The 2018–19 Greek betshop.gr Basket League was the 79th season of the Greek Basket League, the top-tier level professional club basketball league in Greece. The season started on 7 October 2018, and ended on 15 June 2019. Panathinaikos OPAP won the Greek Basket League championship for a record 37th time, after beating Promitheas Patras 3–0 in the Finals.

The season featured a major feud between traditional rivals Panathinaikos and Olympiacos over refereeing decisions in the 2019 Greek Cup semifinals game between the two teams, which eventually culminated in Olympiacos also forfeiting their playoffs. Finally, Olympiacos withdrew from the championship.

==Teams==

===Promotion and relegation===
- Relegated from the Greek betshop.gr Basket League 2017–18 season
Koroivos and Trikala Aries were relegated, after finishing in the last two places in the 2017–18 season.

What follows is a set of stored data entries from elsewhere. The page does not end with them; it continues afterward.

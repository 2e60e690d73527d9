//! In-memory driver doubles.
//!
//! [`RecordingDbapi`] hands out [`RecordingConnection`]s that log every
//! call instead of talking to a server. Clones of a connection share the
//! same log, so a test can keep a handle while the dialect owns the boxed
//! connection.

use std::collections::VecDeque;
use std::sync::Arc;

use async_trait::async_trait;
use parking_lot::Mutex;
use sqlweave_core::{
    ConnectArgs, DbapiConnection, DbapiProvider, DialectError, DialectResult, SqlValue,
};

use crate::minitds::MinitdsDialect;

/// A call made on a [`RecordingConnection`].
#[derive(Debug, Clone, PartialEq)]
pub enum Call {
    /// `execute(sql)`
    Execute(String),
    /// `scalar(sql)`
    Scalar(String),
    /// `set_autocommit(enabled)`
    SetAutocommit(bool),
    /// `commit()`
    Commit,
    /// `rollback()`
    Rollback,
    /// `close()`
    Close,
}

/// Connection double that records calls and replays canned scalars.
#[derive(Debug, Clone, Default)]
pub struct RecordingConnection {
    calls: Arc<Mutex<Vec<Call>>>,
    scalars: Arc<Mutex<VecDeque<SqlValue>>>,
    failure: Option<DialectError>,
}

impl RecordingConnection {
    /// Create a connection with an empty log.
    pub fn new() -> Self {
        Self::default()
    }

    /// Queue a value for the next `scalar` call. Unqueued calls return NULL.
    pub fn with_scalar(self, value: impl Into<SqlValue>) -> Self {
        self.scalars.lock().push_back(value.into());
        self
    }

    /// Make every call fail with the given error after it is recorded.
    pub fn failing(mut self, error: DialectError) -> Self {
        self.failure = Some(error);
        self
    }

    /// Calls made so far.
    pub fn calls(&self) -> Vec<Call> {
        self.calls.lock().clone()
    }

    fn record(&self, call: Call) -> DialectResult<()> {
        self.calls.lock().push(call);
        match &self.failure {
            Some(err) => Err(err.clone()),
            None => Ok(()),
        }
    }
}

#[async_trait]
impl DbapiConnection for RecordingConnection {
    async fn execute(&mut self, sql: &str) -> DialectResult<u64> {
        self.record(Call::Execute(sql.to_string()))?;
        Ok(0)
    }

    async fn scalar(&mut self, sql: &str) -> DialectResult<SqlValue> {
        self.record(Call::Scalar(sql.to_string()))?;
        Ok(self.scalars.lock().pop_front().unwrap_or(SqlValue::Null))
    }

    async fn set_autocommit(&mut self, enabled: bool) -> DialectResult<()> {
        self.record(Call::SetAutocommit(enabled))
    }

    async fn commit(&mut self) -> DialectResult<()> {
        self.record(Call::Commit)
    }

    async fn rollback(&mut self) -> DialectResult<()> {
        self.record(Call::Rollback)
    }

    async fn close(&mut self) -> DialectResult<()> {
        self.record(Call::Close)
    }
}

/// Provider double returning clones of one [`RecordingConnection`].
#[derive(Debug, Clone, Default)]
pub struct RecordingDbapi {
    connection: RecordingConnection,
    connects: Arc<Mutex<Vec<ConnectArgs>>>,
    refusal: Option<DialectError>,
}

impl RecordingDbapi {
    /// Create a provider around a fresh connection.
    pub fn new() -> Self {
        Self::default()
    }

    /// Hand out clones of the given connection.
    pub fn with_connection(mut self, connection: RecordingConnection) -> Self {
        self.connection = connection;
        self
    }

    /// Fail every connect attempt with the given error.
    pub fn refusing(mut self, error: DialectError) -> Self {
        self.refusal = Some(error);
        self
    }

    /// The connection handed out by `connect`.
    pub fn connection(&self) -> &RecordingConnection {
        &self.connection
    }

    /// Arguments of every connect attempt so far.
    pub fn connects(&self) -> Vec<ConnectArgs> {
        self.connects.lock().clone()
    }
}

#[async_trait]
impl DbapiProvider for RecordingDbapi {
    fn name(&self) -> &str {
        "recording"
    }

    async fn connect(&self, args: &ConnectArgs) -> DialectResult<Box<dyn DbapiConnection>> {
        self.connects.lock().push(args.clone());
        match &self.refusal {
            Some(err) => Err(err.clone()),
            None => Ok(Box::new(self.connection.clone())),
        }
    }
}

/// A minitds dialect over a fresh [`RecordingDbapi`].
pub fn dialect() -> MinitdsDialect {
    MinitdsDialect::new(Arc::new(RecordingDbapi::new()))
}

- Promoted from the A2 Basket League 2017–18 season
The first club that was promoted was Peristeri, which won its third A2 Basket League championship, after finishing with a 29–1 record, in the 2017–18 season. The second team to be promoted was Holargos, as the winners of the promotion play-offs. Holargos defeated Apollon Patras 3–0, in the finals of the play-offs.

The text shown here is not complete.